First of all, I love the way that BBC iPlayer is designed. It looks just as good as even the best-paid premium streaming sites out there. And it functions flawlessly. Honestly, BBC iPlayer offers a more intuitive, user-friendly, and visually stunning site design than some of the most popular and critically acclaimed premium streaming sites on the web today.
The site is extremely well organized … offering several different ways to browse content. At the top of the page, for instance, you can browse by genre or category thanks to the slim site menu bar. Here, you can search for a specific title or series in the search bar, or you can navigate the site to Home, News, Sport, Reel, Work-Life, Travel, Future Culture, and More (such as music, sounds, nature, weather, and TV).
Below that, the design should look fairly familiar. Users can browse by genre and category – each section has its own side-scrolling library of suggested titles. The media player, too, is easy and logical to use. When watching a series, for instance, the rest of the seasons and episodes available can be quickly visited without having to do any clicking back and forth. The entire user experience, from browsing to viewing, is smooth and intuitive.
Content and Features
As I brushed upon earlier, BBC iPlayer has grown quite a bit over the years. Today, it offers hundreds upon hundreds of TV series, movies, specials, and documentaries. So long as you catch it within 30 days of airing (and it aired on one of BBC iPlayer’s participating channels), you will be able to stream it here. The channels that you can browse on BBC iPlayer include Channel One, Channel Two, Channel Three, Channel Four, Radio 1, CBBC, CBeebies, Scotland, News, Parliament, Alba, and S4C.

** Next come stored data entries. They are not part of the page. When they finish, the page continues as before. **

//! Fragment parsing context
//!
//! A fragment is parsed as if it were the content of a context element.
//! Only names of real HTML, SVG and MathML elements are accepted.

use std::str::FromStr;

use html5ever::{LocalName, Namespace as NsUrl, QualName, ns};
use sylva_dom::Namespace;

use crate::ParseError;

const HTML_TAGS: &[&str] = &[
    "a", "abbr", "acronym", "address", "applet", "area", "article", "aside", "audio", "b", "base",
    "basefont", "bdi", "bdo", "bgsound", "big", "blink", "blockquote", "body", "br", "button",
    "canvas", "caption", "center", "cite", "code", "col", "colgroup", "data", "datalist", "dd",
    "del", "details", "dfn", "dialog", "dir", "div", "dl", "dt", "em", "embed", "fieldset",
    "figcaption", "figure", "font", "footer", "form", "frame", "frameset", "h1", "h2", "h3", "h4",
    "h5", "h6", "head", "header", "hgroup", "hr", "html", "i", "iframe", "image", "img", "input",
    "ins", "isindex", "kbd", "keygen", "label", "legend", "li", "link", "listing", "main", "map",
    "mark", "marquee", "menu", "menuitem", "meta", "meter", "multicol", "nav", "nextid", "nobr",
    "noembed", "noframes", "noscript", "object", "ol", "optgroup", "option", "output", "p",
    "param", "picture", "plaintext", "pre", "progress", "q", "rb", "rp", "rt", "rtc", "ruby", "s",
    "samp", "script", "search", "section", "select", "slot", "small", "source", "spacer", "span",
    "strike", "strong", "style", "sub", "summary", "sup", "table", "tbody", "td", "template",
    "textarea", "tfoot", "th", "thead", "time", "title", "tr", "track", "tt", "u", "ul", "var",
    "video", "wbr", "xmp",
];

/// SVG element names in their case-adjusted spelling
const SVG_TAGS: &[&str] = &[
    "a", "altGlyph", "altGlyphDef", "altGlyphItem", "animate", "animateColor", "animateMotion",
    "animateTransform", "circle", "clipPath", "defs", "desc", "ellipse", "feBlend",
    "feColorMatrix", "feComponentTransfer", "feComposite", "feConvolveMatrix",
    "feDiffuseLighting", "feDisplacementMap", "feDistantLight", "feDropShadow", "feFlood",
    "feFuncA", "feFuncB", "feFuncG", "feFuncR", "feGaussianBlur", "feImage", "feMerge",
    "feMergeNode", "feMorphology", "feOffset", "fePointLight", "feSpecularLighting",
    "feSpotLight", "feTile", "feTurbulence", "filter", "font", "foreignObject", "g", "glyph",
    "glyphRef", "image", "line", "linearGradient", "marker", "mask", "metadata", "mpath", "path",
    "pattern", "polygon", "polyline", "radialGradient", "rect", "script", "set", "stop", "style",
    "svg", "switch", "symbol", "text", "textPath", "title", "tspan", "use", "view",
];

const MATHML_TAGS: &[&str] = &[
    "annotation", "annotation-xml", "maction", "math", "menclose", "merror", "mfenced", "mfrac",
    "mglyph", "mi", "mlabeledtr", "mmultiscripts", "mn", "mo", "mover", "mpadded", "mphantom",
    "mprescripts", "mroot", "mrow", "ms", "mspace", "msqrt", "mstyle", "msub", "msubsup", "msup",
    "mtable", "mtd", "mtext", "mtr", "munder", "munderover", "none", "semantics",
];

fn known_tags(namespace: Namespace) -> &'static [&'static str] {
    match namespace {
        Namespace::Html => HTML_TAGS,
        Namespace::Svg => SVG_TAGS,
        Namespace::MathMl => MATHML_TAGS,
    }
}

/// Canonical spelling of a known element name, matched case-insensitively
pub fn canonical_tag(tag: &str, namespace: Namespace) -> Option<&'static str> {
    known_tags(namespace)
        .iter()
        .copied()
        .find(|known| known.eq_ignore_ascii_case(tag))
}

/// Context element a fragment is parsed in
#[derive(Debug, Clone, Copy, PartialEq, Eq)]
pub struct FragmentContext {
    /// Canonical tag name
    pub tag: &'static str,
    pub namespace: Namespace,
}

impl FragmentContext {
    /// Resolve a tag name and a namespace given by name (`"svg"`) or URI
    pub fn new(tag: &str, namespace: &str) -> Result<Self, ParseError> {
        let namespace =
            Namespace::from_str(namespace).map_err(|_| ParseError::UnknownNamespace(namespace.to_string()))?;
        Self::with_namespace(tag, namespace)
    }

    pub fn with_namespace(tag: &str, namespace: Namespace) -> Result<Self, ParseError> {
        let tag = canonical_tag(tag, namespace).ok_or_else(|| ParseError::UnknownContextTag(tag.to_string()))?;
        Ok(Self { tag, namespace })
    }

    pub(crate) fn qual_name(&self) -> QualName {
        let ns: NsUrl = match self.namespace {
            Namespace::Html => ns!(html),
            Namespace::Svg => ns!(svg),
            Namespace::MathMl => ns!(mathml),
        };
        QualName::new(None, ns, LocalName::from(self.tag))
    }
}

impl Default for FragmentContext {
    fn default() -> Self {
        Self {
            tag: "div",
            namespace: Namespace::Html,
        }
    }
}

Due to the 30-day shelf life of the content on BBC iPlayer, it is a bit difficult to characterize what is available. Generally speaking, though, anything that airs on British television can be streamed on BBC iPlayer (so long as you catch it within its window of availability).
Mobile and Desktop Experience
BBC iPlayer is one of the most widely available free TV streaming services on the market. In addition to offering a beautiful desktop and mobile site, BBC iPlayer also offers an excellent, top-tier mobile app for both Android and iOS devices. That’s not all, though, UK citizens can also download BBC iPlayer apps for Apple TV, Amazon Fire TV, Chrome Cast, Roku, Sky TV, Virgin Media, Sky Go, Now TV, PlayStation, Xbox, as well as several others.
Not only is this free British TV streaming site available on just about every device known to man, but it offers an incredible user experience on each.